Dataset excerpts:
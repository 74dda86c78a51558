use std::time::Duration;

use anyhow::{Context, Result};
use async_trait::async_trait;
use reqwest::{Method, StatusCode};
use secrecy::{ExposeSecret, SecretString};
use serde::Serialize;
use serde::de::DeserializeOwned;
use serde_json::{Value, json};
use tracing::{debug, info};

use super::{BotSpec, Channel, PlatformApi, PlatformError, Post, Team, User};
use crate::config::MattermostConfig;

const USER_AGENT: &str = "mattermost-reactions-webhook";
const REQUEST_TIMEOUT: Duration = Duration::from_secs(30);

/// `PlatformApi` over the Mattermost REST API v4.
pub struct MattermostClient {
    http: reqwest::Client,
    api_base: String,
    token: SecretString,
}

impl MattermostClient {
    pub fn new(config: &MattermostConfig) -> Result<Self> {
        Self::with_timeout(config, REQUEST_TIMEOUT)
    }

    /// Every request, including reading the body, is bounded by `timeout`.
    pub fn with_timeout(config: &MattermostConfig, timeout: Duration) -> Result<Self> {
        let http = reqwest::Client::builder()
            .user_agent(USER_AGENT)
            .timeout(timeout)
            .build()
            .context("failed to construct HTTP client")?;

        Ok(Self {
            http,
            api_base: api_base(&config.server_url),
            token: config.access_token.clone(),
        })
    }

    async fn request<T, B>(
        &self,
        method: Method,
        path: &str,
        body: Option<&B>,
        not_found: (&'static str, &str),
    ) -> Result<T, PlatformError>
    where
        T: DeserializeOwned,
        B: Serialize + ?Sized,
    {
        let mut request = self
            .http
            .request(method, format!("{}{}", self.api_base, path))
            .bearer_auth(self.token.expose_secret());
        if let Some(body) = body {
            request = request.json(body);
        }

        let response = request
            .send()
            .await
            .map_err(|source| PlatformError::Transport {
                path: path.to_string(),
                source,
            })?;

        let status = response.status();
        if status == StatusCode::NOT_FOUND {
            return Err(PlatformError::NotFound {
                kind: not_found.0,
                id: not_found.1.to_string(),
            });
        }

        let bytes = response
            .bytes()
            .await
            .map_err(|source| PlatformError::Transport {
                path: path.to_string(),
                source,
            })?;

        if !status.is_success() {
            return Err(PlatformError::Api {
                path: path.to_string(),
                status: status.as_u16(),
                message: error_message(&bytes),
            });
        }

        serde_json::from_slice(&bytes).map_err(|err| PlatformError::Decode {
            path: path.to_string(),
            message: err.to_string(),
        })
    }

    async fn get<T: DeserializeOwned>(
        &self,
        path: &str,
        kind: &'static str,
        id: &str,
    ) -> Result<T, PlatformError> {
        self.request::<T, Value>(Method::GET, path, None, (kind, id))
            .await
    }
}

#[async_trait]
impl PlatformApi for MattermostClient {
    async fn get_post(&self, post_id: &str) -> Result<Post, PlatformError> {
        self.get(&format!("/posts/{post_id}"), "post", post_id).await
    }

    async fn get_channel(&self, channel_id: &str) -> Result<Channel, PlatformError> {
        self.get(&format!("/channels/{channel_id}"), "channel", channel_id)
            .await
    }

    async fn get_user(&self, user_id: &str) -> Result<User, PlatformError> {
        self.get(&format!("/users/{user_id}"), "user", user_id).await
    }

    async fn get_team(&self, team_id: &str) -> Result<Team, PlatformError> {
        self.get(&format!("/teams/{team_id}"), "team", team_id).await
    }

    async fn get_teams_for_user(&self, user_id: &str) -> Result<Vec<Team>, PlatformError> {
        self.get(&format!("/users/{user_id}/teams"), "user", user_id)
            .await
    }

    async fn get_channels_for_team_for_user(
        &self,
        team_id: &str,
        user_id: &str,
    ) -> Result<Vec<Channel>, PlatformError> {
        self.get(
            &format!("/users/{user_id}/teams/{team_id}/channels"),
            "team",
            team_id,
        )
        .await
    }

    async fn ensure_bot(&self, bot: &BotSpec) -> Result<String, PlatformError> {
        let path = format!("/users/username/{}", bot.username);
        match self.get::<User>(&path, "user", &bot.username).await {
            Ok(user) => {
                debug!("bot account {} already exists id={}", bot.username, user.id);
                return Ok(user.id);
            }
            Err(PlatformError::NotFound { .. }) => {}
            Err(err) => return Err(err),
        }

        let body = json!({
            "username": bot.username,
            "display_name": bot.display_name,
            "description": bot.description,
        });
        let created: Value = self
            .request(Method::POST, "/bots", Some(&body), ("bot", &bot.username))
            .await?;
        let user_id = created
            .get("user_id")
            .and_then(Value::as_str)
            .ok_or_else(|| PlatformError::Decode {
                path: "/bots".to_string(),
                message: "response missing user_id".to_string(),
            })?
            .to_string();

        info!("created bot account {} id={}", bot.username, user_id);
        Ok(user_id)
    }
}

fn api_base(server_url: &str) -> String {
    format!("{}/api/v4", server_url.trim_end_matches('/'))
}

fn error_message(body: &[u8]) -> String {
    serde_json::from_slice::<Value>(body)
        .ok()
        .and_then(|value| {
            value
                .get("message")
                .and_then(Value::as_str)
                .map(ToOwned::to_owned)
        })
        .unwrap_or_else(|| String::from_utf8_lossy(body).into_owned())
}

#[cfg(test)]
mod tests {
    use tokio::io::{AsyncReadExt, AsyncWriteExt};
    use tokio::net::TcpListener;

    use super::*;

    fn config(server_url: String) -> MattermostConfig {
        MattermostConfig {
            server_url,
            access_token: SecretString::from("tok"),
            bot_access_token: None,
            websocket_url: None,
        }
    }

    /// Answers one request with a JSON body and hands back the raw request head.
    async fn one_shot_server(body: &'static str) -> (String, tokio::task::JoinHandle<String>) {
        let listener = TcpListener::bind("127.0.0.1:0").await.unwrap();
        let addr = listener.local_addr().unwrap();
        let handle = tokio::spawn(async move {
            let (mut socket, _) = listener.accept().await.unwrap();
            let mut request = Vec::new();
            let mut buf = [0u8; 4096];
            while !request.windows(4).any(|w| w == b"\r\n\r\n") {
                let n = socket.read(&mut buf).await.unwrap();
                if n == 0 {
                    break;
                }
                request.extend_from_slice(&buf[..n]);
            }
            let response = format!(
                "HTTP/1.1 200 OK\r\ncontent-type: application/json\r\ncontent-length: {}\r\nconnection: close\r\n\r\n{body}",
                body.len()
            );
            socket.write_all(response.as_bytes()).await.unwrap();
            String::from_utf8_lossy(&request).to_ascii_lowercase()
        });
        (format!("http://{addr}"), handle)
    }

    #[tokio::test]
    async fn teams_are_listed_for_the_bot_user() {
        let (url, server) =
            one_shot_server(r#"[{"id":"T1","name":"acme"},{"id":"T2","name":"private-ops"}]"#).await;
        let client = MattermostClient::new(&config(url)).unwrap();

        let teams = client.get_teams_for_user("BOT").await.unwrap();
        let request = server.await.unwrap();

        assert!(request.starts_with("get /api/v4/users/bot/teams http/1.1"));
        assert!(request.contains("authorization: bearer tok"));
        let ids: Vec<&str> = teams.iter().map(|team| team.id.as_str()).collect();
        assert_eq!(ids, ["T1", "T2"]);
    }

    #[tokio::test]
    async fn unresponsive_server_times_out() {
        let listener = TcpListener::bind("127.0.0.1:0").await.unwrap();
        let addr = listener.local_addr().unwrap();
        let _server = tokio::spawn(async move {
            let (socket, _) = listener.accept().await.unwrap();
            tokio::time::sleep(Duration::from_secs(30)).await;
            drop(socket);
        });
        let client =
            MattermostClient::with_timeout(&config(format!("http://{addr}")), Duration::from_millis(200))
                .unwrap();

        let started = std::time::Instant::now();
        let err = client.get_channel("C1").await.unwrap_err();

        assert!(matches!(err, PlatformError::Transport { .. }));
        assert!(started.elapsed() < Duration::from_secs(5));
    }

    #[test]
    fn api_base_strips_trailing_slash() {
        assert_eq!(
            api_base("https://chat.example.com/"),
            "https://chat.example.com/api/v4"
        );
        assert_eq!(
            api_base("http://localhost:8065"),
            "http://localhost:8065/api/v4"
        );
    }

    #[test]
    fn error_message_prefers_mattermost_message_field() {
        let body = br#"{"id":"api.context.permissions.app_error","message":"You do not have the appropriate permissions.","status_code":403}"#;
        assert_eq!(
            error_message(body),
            "You do not have the appropriate permissions."
        );
    }

    #[test]
    fn error_message_falls_back_to_raw_body() {
        assert_eq!(error_message(b"bad gateway"), "bad gateway");
    }
}
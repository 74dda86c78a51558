use std::sync::Arc;

use tokio::task::JoinHandle;
use tracing::{debug, error};

use crate::platform::{PlatformApi, Reaction};
use crate::store::{Configuration, ConfigurationStore};
use crate::webhook::{ReactionAction, ReactionWebhookPayload, WebhookSender};

/// How a reaction that passed the configuration gates ended up. Every
/// variant but `Dispatched` is a drop.
#[derive(Debug, Clone, PartialEq, Eq)]
pub enum DispatchOutcome {
    PostLookupFailed,
    ChannelNotMonitored,
    EnrichmentFailed,
    Dispatched,
}

/// Decides whether a reaction becomes a webhook and, if so, hands it to the
/// sender without waiting on it.
#[derive(Clone)]
pub struct ReactionDispatcher {
    store: Arc<ConfigurationStore>,
    platform: Arc<dyn PlatformApi>,
    sender: Arc<dyn WebhookSender>,
}

impl ReactionDispatcher {
    pub fn new(
        store: Arc<ConfigurationStore>,
        platform: Arc<dyn PlatformApi>,
        sender: Arc<dyn WebhookSender>,
    ) -> Self {
        Self {
            store,
            platform,
            sender,
        }
    }

    /// Runs the configuration gates on the caller and everything that touches
    /// the network on a detached task. Returns `None` when the reaction was
    /// dropped by the gates; dropping the handle does not cancel the task.
    pub fn dispatch(
        &self,
        action: ReactionAction,
        reaction: Reaction,
    ) -> Option<JoinHandle<DispatchOutcome>> {
        let config = self.store.get();
        if !accepts_reactions(&config) {
            return None;
        }

        let this = self.clone();
        let webhook_url = config.webhook_url.clone();
        Some(tokio::spawn(async move {
            this.resolve_and_send(action, &reaction, webhook_url).await
        }))
    }

    async fn resolve_and_send(
        &self,
        action: ReactionAction,
        reaction: &Reaction,
        webhook_url: String,
    ) -> DispatchOutcome {
        let post = match self.platform.get_post(&reaction.post_id).await {
            Ok(post) => post,
            Err(err) => {
                error!(post_id = %reaction.post_id, error = %err, "failed to get post for reaction");
                return DispatchOutcome::PostLookupFailed;
            }
        };

        // Read the store again: a membership change may have landed while the
        // post lookup was in flight.
        if !self.store.is_channel_monitored(&post.channel_id) {
            debug!(channel_id = %post.channel_id, "channel not monitored, ignoring reaction");
            return DispatchOutcome::ChannelNotMonitored;
        }

        let payload = match self.build_payload(action, reaction, &post.channel_id).await {
            Some(payload) => payload,
            None => return DispatchOutcome::EnrichmentFailed,
        };

        let sender = self.sender.clone();
        tokio::spawn(async move {
            sender.send(&webhook_url, &payload).await;
        });

        DispatchOutcome::Dispatched
    }

    async fn build_payload(
        &self,
        action: ReactionAction,
        reaction: &Reaction,
        channel_id: &str,
    ) -> Option<ReactionWebhookPayload> {
        let user = match self.platform.get_user(&reaction.user_id).await {
            Ok(user) => user,
            Err(err) => {
                error!(user_id = %reaction.user_id, error = %err, "failed to get user");
                return None;
            }
        };

        let channel = match self.platform.get_channel(channel_id).await {
            Ok(channel) => channel,
            Err(err) => {
                error!(channel_id, error = %err, "failed to get channel");
                return None;
            }
        };

        let team = match self.platform.get_team(&channel.team_id).await {
            Ok(team) => team,
            Err(err) => {
                error!(team_id = %channel.team_id, error = %err, "failed to get team");
                return None;
            }
        };

        Some(ReactionWebhookPayload {
            action,
            user_id: reaction.user_id.clone(),
            username: user.username,
            post_id: reaction.post_id.clone(),
            channel_id: channel_id.to_string(),
            channel_name: channel.name,
            team_id: channel.team_id,
            team_name: team.name,
            emoji_name: reaction.emoji_name.clone(),
            timestamp: reaction.create_at,
        })
    }
}

fn accepts_reactions(config: &Configuration) -> bool {
    if !config.enabled {
        return false;
    }
    if !config.has_valid_webhook_url() {
        debug!("webhook URL not configured or invalid, skipping reaction notification");
        return false;
    }
    true
}
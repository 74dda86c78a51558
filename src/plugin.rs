use std::path::PathBuf;
use std::sync::Arc;

use parking_lot::RwLock;
use tracing::{debug, info, warn};

use crate::config::{Config, ConfigError, PluginSettings};
use crate::dispatcher::ReactionDispatcher;
use crate::membership::MembershipTracker;
use crate::platform::{BotSpec, Channel, ChannelMember, PlatformApi, PlatformEvent, Reaction};
use crate::store::ConfigurationStore;
use crate::utils::AppError;
use crate::webhook::{ReactionAction, WebhookSender};

/// Where externally editable settings come from on each reload.
pub trait SettingsSource: Send + Sync {
    fn load_settings(&self) -> Result<PluginSettings, ConfigError>;
}

/// Re-reads the service configuration file on every reload.
pub struct FileSettingsSource {
    path: PathBuf,
}

impl FileSettingsSource {
    pub fn new(path: impl Into<PathBuf>) -> Self {
        Self { path: path.into() }
    }
}

impl SettingsSource for FileSettingsSource {
    fn load_settings(&self) -> Result<PluginSettings, ConfigError> {
        let config = Config::load_from_file(&self.path)?;
        for warning in config.warnings() {
            warn!("{}", warning);
        }
        Ok(config.plugin)
    }
}

/// The hook surface the platform drives: lifecycle, configuration reloads,
/// membership changes and reactions.
pub struct ReactionsPlugin {
    store: Arc<ConfigurationStore>,
    platform: Arc<dyn PlatformApi>,
    settings: Arc<dyn SettingsSource>,
    bot: BotSpec,
    bot_id: RwLock<Option<String>>,
    tracker: MembershipTracker,
    dispatcher: ReactionDispatcher,
}

impl ReactionsPlugin {
    pub fn new(
        store: Arc<ConfigurationStore>,
        platform: Arc<dyn PlatformApi>,
        sender: Arc<dyn WebhookSender>,
        settings: Arc<dyn SettingsSource>,
        bot: BotSpec,
    ) -> Self {
        Self {
            tracker: MembershipTracker::new(store.clone(), platform.clone()),
            dispatcher: ReactionDispatcher::new(store.clone(), platform.clone(), sender),
            store,
            platform,
            settings,
            bot,
            bot_id: RwLock::new(None),
        }
    }

    #[cfg(test)]
    pub fn store(&self) -> &Arc<ConfigurationStore> {
        &self.store
    }

    pub fn bot_id(&self) -> Option<String> {
        self.bot_id.read().clone()
    }

    pub async fn on_activate(&self) -> Result<(), AppError> {
        self.on_configuration_change().await?;
        self.store.set_enabled(true);
        info!("reactions plugin activated");
        Ok(())
    }

    pub fn on_deactivate(&self) {
        self.store.set_enabled(false);
        info!("reactions plugin deactivated");
    }

    /// Reloads settings, provisions the bot and rediscovers monitored
    /// channels. Only settings and bot failures are returned; discovery is
    /// best effort.
    pub async fn on_configuration_change(&self) -> Result<(), AppError> {
        let loaded = self.settings.load_settings()?;
        let settings = self.configuration_will_be_saved(&loaded).unwrap_or(loaded);

        let bot_id = self
            .platform
            .ensure_bot(&self.bot)
            .await
            .map_err(AppError::BotProvisioning)?;
        *self.bot_id.write() = Some(bot_id.clone());

        let discovery = self.tracker.discover(&bot_id).await;
        for failure in &discovery.failures {
            warn!(
                team_id = %failure.team_id,
                error = %failure.error,
                "channel discovery skipped team"
            );
        }

        // Built under the store's write lock so membership changes published
        // while discovery ran are carried over.
        let monitored = self.store.update(|configuration| {
            configuration.webhook_url = settings.webhook_url;
            if discovery.teams_listed {
                configuration.monitored_channels.extend(discovery.channels);
            }
            configuration.monitored_channels.len()
        });

        info!(
            bot_id = %bot_id,
            monitored_channels = monitored,
            skipped_teams = discovery.failures.len(),
            "configuration loaded"
        );
        Ok(())
    }

    /// Hook for adjusting settings before they are adopted. Settings are
    /// taken exactly as submitted.
    pub fn configuration_will_be_saved(&self, _new_settings: &PluginSettings) -> Option<PluginSettings> {
        None
    }

    pub fn channel_has_been_created(&self, channel: &Channel) {
        if !self.store.get().enabled {
            return;
        }
        debug!(channel_id = %channel.id, channel_name = %channel.name, "channel created");
    }

    pub fn user_has_joined_channel(&self, member: &ChannelMember) {
        let Some(bot_id) = self.bot_id() else {
            debug!("membership event before bot provisioning, ignoring");
            return;
        };
        self.tracker.handle_member_joined(&bot_id, member);
    }

    pub fn user_has_left_channel(&self, member: &ChannelMember) {
        let Some(bot_id) = self.bot_id() else {
            debug!("membership event before bot provisioning, ignoring");
            return;
        };
        self.tracker.handle_member_left(&bot_id, member);
    }

    pub fn reaction_has_been_added(&self, reaction: Reaction) {
        self.dispatcher
            .dispatch(ReactionAction::ReactionAdded, reaction);
    }

    pub fn reaction_has_been_removed(&self, reaction: Reaction) {
        self.dispatcher
            .dispatch(ReactionAction::ReactionRemoved, reaction);
    }

    /// Never waits on the network; lookups run on detached tasks.
    pub fn handle_event(&self, event: PlatformEvent) {
        match event {
            PlatformEvent::ReactionAdded(reaction) => self.reaction_has_been_added(reaction),
            PlatformEvent::ReactionRemoved(reaction) => self.reaction_has_been_removed(reaction),
            PlatformEvent::ChannelCreated(channel) => self.channel_has_been_created(&channel),
            PlatformEvent::UserJoinedChannel(member) => self.user_has_joined_channel(&member),
            PlatformEvent::UserLeftChannel(member) => self.user_has_left_channel(&member),
        }
    }
}
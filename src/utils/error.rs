use thiserror::Error;

use crate::config::ConfigError;
use crate::platform::PlatformError;

/// Failures that abort a configuration load. Everything past that point is
/// logged where it happens and never reaches the caller.
#[derive(Error, Debug)]
pub enum AppError {
    #[error("failed to load plugin configuration: {0}")]
    Config(#[from] ConfigError),

    #[error("failed to ensure reactions bot: {0}")]
    BotProvisioning(#[source] PlatformError),
}
pub mod error;
pub mod logging;

pub use self::error::AppError;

*Task item*. Each line from the top of the entries above through the line containing "to construct HTTP" must be transcribed exactly, and no other line may appear.

*Answer for the task*.
repository 74dda86c78a51558
use std::time::Duration;

use anyhow::{Context, Result};
use async_trait::async_trait;
use reqwest::{Method, StatusCode};
use secrecy::{ExposeSecret, SecretString};
use serde::Serialize;
use serde::de::DeserializeOwned;
use serde_json::{Value, json};
use tracing::{debug, info};

use super::{BotSpec, Channel, PlatformApi, PlatformError, Post, Team, User};
use crate::config::MattermostConfig;

const USER_AGENT: &str = "mattermost-reactions-webhook";
const REQUEST_TIMEOUT: Duration = Duration::from_secs(30);

/// `PlatformApi` over the Mattermost REST API v4.
pub struct MattermostClient {
    http: reqwest::Client,
    api_base: String,
    token: SecretString,
}

impl MattermostClient {
    pub fn new(config: &MattermostConfig) -> Result<Self> {
        Self::with_timeout(config, REQUEST_TIMEOUT)
    }

    /// Every request, including reading the body, is bounded by `timeout`.
    pub fn with_timeout(config: &MattermostConfig, timeout: Duration) -> Result<Self> {
        let http = reqwest::Client::builder()
            .user_agent(USER_AGENT)
            .timeout(timeout)
            .build()
            .context("failed to construct HTTP client")?;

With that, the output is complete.